One thing you will notice is that I have expanded the genre a bit to include some science fiction and adventure films to the roster, so it’s mostly straight-up horror, but some other films that have sea monsters in them, which are certainly only scary adjacent. This is a particular sub-genre that bumps into the science fiction, adventure, and thriller sub-genres, so I figured, why not include them all?

For this dead list, we are going from worst to first. With that… here is the extensive dead list of scary stories from the vast ocean:

56 and 57. Jaws 3-D (1983) and Jaws The Revenge (1987)

Oh, the shame of these movies. I broke the rule that I explained in the preamble right out of the gate! I’m talking about sequels. Two god-awful sequels. You will see Jaws, of course, much, much higher on the list, and it is because of the wonderful first film, these two inert sequels deserve the dishonor of being the rough equivalent of something dead that you find on the beach. Bad acting. Bad production values (despite big budgets), bad scripts. Just… Stinko!

55. Sharktopus vs. Whalewolf (2015)

This is a stand-in for all of the dumb, straight-to-streaming films from mockbuster distribution company The Asylum. Ridiculous features like Mega Shark vs.

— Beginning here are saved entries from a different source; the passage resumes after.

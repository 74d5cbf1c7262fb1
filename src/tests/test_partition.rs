use corrgraph_core::correlation::MaskMode;
use smartcore::linalg::basic::arrays::Array2;
use smartcore::linalg::basic::matrix::DenseMatrix;

use crate::config::JobConfig;
use crate::partition::{GlobalIndexMap, Partitioner};
use crate::source::{DataSource, MemorySource, ReadSpec};
use crate::tests::init;
use crate::tests::test_helpers::{random_samples, to_matrix};

/// Two files: [4, 0, 3] and [5] samples.
fn catalog_source() -> MemorySource {
    MemorySource::new()
        .with_dataset("a.parquet", "x", to_matrix(&random_samples(1, 4, 2)))
        .with_shaped_dataset("a.parquet", "empty", vec![2], no_samples(2))
        .with_dataset("a.parquet", "y", to_matrix(&random_samples(2, 3, 2)))
        .with_dataset("b.parquet", "z", to_matrix(&random_samples(3, 5, 2)))
}

fn no_samples(dim: usize) -> DenseMatrix<f64> {
    DenseMatrix::from_iterator(std::iter::empty(), 0, dim, 0)
}

fn read(file: usize, dataset: usize, range: std::ops::Range<usize>) -> ReadSpec {
    ReadSpec {
        file,
        dataset,
        range,
    }
}

#[test]
fn test_index_map_segments_skip_empty_datasets() {
    init();
    let source = catalog_source();
    let map = GlobalIndexMap::from_catalog(source.catalog());

    assert_eq!(map.total(), 12);
    let starts: Vec<(usize, usize, usize)> = map
        .segments()
        .iter()
        .map(|s| (s.start, s.file, s.dataset))
        .collect();
    assert_eq!(starts, vec![(0, 0, 0), (4, 0, 2), (7, 1, 0)]);
}

#[test]
fn test_locate() {
    init();
    let source = catalog_source();
    let map = GlobalIndexMap::from_catalog(source.catalog());

    assert_eq!(map.locate(0), Some((0, 0, 0)));
    assert_eq!(map.locate(3), Some((0, 0, 3)));
    assert_eq!(map.locate(4), Some((0, 2, 0)));
    assert_eq!(map.locate(6), Some((0, 2, 2)));
    assert_eq!(map.locate(7), Some((1, 0, 0)));
    assert_eq!(map.locate(11), Some((1, 0, 4)));
    assert_eq!(map.locate(12), None);

    // monotonic: walking the global index never moves backwards
    let mut last = (0, 0, 0);
    for g in 0..12 {
        let here = map.locate(g).unwrap();
        assert!(here >= last);
        last = here;
    }
}

#[test]
fn test_resolve_splits_at_dataset_boundaries() {
    init();
    let source = catalog_source();
    let map = GlobalIndexMap::from_catalog(source.catalog());

    assert_eq!(map.resolve(1..3), vec![read(0, 0, 1..3)]);
    assert_eq!(
        map.resolve(2..9),
        vec![read(0, 0, 2..4), read(0, 2, 0..3), read(1, 0, 0..2)]
    );
    assert_eq!(map.resolve(7..20), vec![read(1, 0, 0..5)]);
    assert!(map.resolve(5..5).is_empty());
    assert!(map.resolve(12..14).is_empty());

    let covered: usize = map.resolve(0..12).iter().map(|r| r.len()).sum();
    assert_eq!(covered, 12);
}

#[test]
fn test_plan_batches_cover_all_samples() {
    init();
    let source = catalog_source();
    let plan = Partitioner::new(JobConfig::new().with_batches(5, 2).with_neighbors(2))
        .plan(source.catalog())
        .unwrap();

    let sizes: Vec<usize> = plan.batches().iter().map(|b| b.len()).collect();
    assert_eq!(sizes, vec![3, 3, 2, 2, 2]);
    assert_eq!(plan.max_batch_len(), 3);
    assert_eq!(plan.feature_dim(), 2);

    let mut next = 0;
    for batch in plan.batches() {
        assert_eq!(batch.range.start, next);
        next = batch.range.end;
        let read_total: usize = batch.reads.iter().map(|r| r.len()).sum();
        assert_eq!(read_total, batch.len());
    }
    assert_eq!(next, 12);

    // batch 1 = [3, 6) straddles datasets x and y
    assert_eq!(
        plan.batch(1).unwrap().reads,
        vec![read(0, 0, 3..4), read(0, 2, 0..2)]
    );
}

#[test]
fn test_bins_cover_every_other_batch() {
    init();
    let source = catalog_source();
    let plan = Partitioner::new(JobConfig::new().with_batches(5, 3).with_neighbors(2))
        .plan(source.catalog())
        .unwrap();

    for own in 0..5 {
        let bins = plan.bins(own);
        assert_eq!(bins.len(), 3);
        let scanned: Vec<usize> = bins.iter().flat_map(|b| b.batches.clone()).collect();
        let expected: Vec<usize> = (0..5).filter(|&b| b != own).collect();
        assert_eq!(scanned, expected);

        let mut columns: Vec<usize> = bins.iter().flat_map(|b| b.columns()).collect();
        assert_eq!(columns.len(), 12 - plan.batch(own).unwrap().len());
        columns.sort_unstable();
        columns.dedup();
        assert_eq!(columns.len(), 12 - plan.batch(own).unwrap().len());
        for bin in bins {
            let read_total: usize = bin.reads.iter().map(|r| r.len()).sum();
            assert_eq!(read_total, bin.n_columns());
        }
    }
}

#[test]
fn test_bin_reads_are_coalesced() {
    init();
    let source =
        MemorySource::new().with_dataset("a.parquet", "x", to_matrix(&random_samples(4, 12, 2)));
    let plan = Partitioner::new(JobConfig::new().with_batches(4, 1).with_neighbors(2))
        .plan(source.catalog())
        .unwrap();

    // batches 0, 1, 2 sit back to back in one dataset
    let bins = plan.bins(3);
    assert_eq!(bins.len(), 1);
    assert_eq!(bins[0].reads, vec![read(0, 0, 0..9)]);

    // around the owned batch the read has to split
    let bins = plan.bins(1);
    assert_eq!(bins[0].reads, vec![read(0, 0, 0..3), read(0, 0, 6..12)]);
}

#[test]
fn test_invalid_configurations() {
    init();
    let source = catalog_source();
    let catalog = source.catalog();
    let base = JobConfig::new().with_neighbors(2);

    let cases = vec![
        ("no batches", base.clone().with_batches(0, 1)),
        ("more batches than samples", base.clone().with_batches(13, 1)),
        ("no bins", base.clone().with_batches(2, 0)),
        ("k = 0", base.clone().with_batches(2, 1).with_neighbors(0)),
        (
            "k beyond upper-mask reach",
            base.clone().with_batches(2, 1).with_neighbors(7),
        ),
        (
            "k beyond self-mask reach",
            base.clone()
                .with_batches(1, 1)
                .with_neighbors(12)
                .with_mask(MaskMode::SelfOnly),
        ),
    ];
    for (name, config) in cases {
        let err = Partitioner::new(config).plan(catalog).unwrap_err();
        assert!(err.is_configuration(), "{}: {}", name, err);
    }

    // the boundary values are accepted
    assert!(
        Partitioner::new(base.clone().with_batches(2, 1).with_neighbors(6))
            .plan(catalog)
            .is_ok()
    );
    assert!(
        Partitioner::new(
            base.with_batches(1, 1)
                .with_neighbors(11)
                .with_mask(MaskMode::SelfOnly)
        )
        .plan(catalog)
        .is_ok()
    );
}

#[test]
fn test_empty_catalogs_rejected() {
    init();
    let config = JobConfig::new().with_batches(1, 1).with_neighbors(1);

    let err = Partitioner::new(config.clone())
        .plan(MemorySource::new().catalog())
        .unwrap_err();
    assert!(err.is_configuration());

    let only_empty =
        MemorySource::new().with_shaped_dataset("a.parquet", "x", vec![3], no_samples(3));
    let err = Partitioner::new(config)
        .plan(only_empty.catalog())
        .unwrap_err();
    assert!(err.is_configuration());
}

Crocosaurus, Mega Piranha, 6 Headed Shark Attack, Mega Shark vs. Mecha Shark, Planet of the Sharks, Ice Sharks, and the whole Sharknado Franchise feature threadbare plots and poor CGI. They are all awful on all levels but have achieved something of a cult status due to their preposterous nature. Sometimes, it’s like they’re not even trying.

54. Godzilla (1998)

OK, I did it AGAIN. I broke my promise not to include sequels, but this is a truly awful one. Roland Emmerich’s hot steaming pile of Godzilla droppings represents a pretty low bar for the big fella. The kaiju we know and love got reduced to being a giant iguana in a half-baked disaster movie. The low point for me was the inclusion of proxies for Gene Siskel and Roger Ebert in a knowing reaction that they were going to get humiliated by the press… and they were.

53. The Horror of Party Beach (1964)

This is a famously awful film, with perhaps the worst rubber costume ever shown on the big screen. Stiff acting, a non-existant plot, and once again, a laughable rubber costume that you can’t ignore. If you do feel the urge to watch it, check out the Mystery Science Theater 3000 take on this all-time bad movie classic.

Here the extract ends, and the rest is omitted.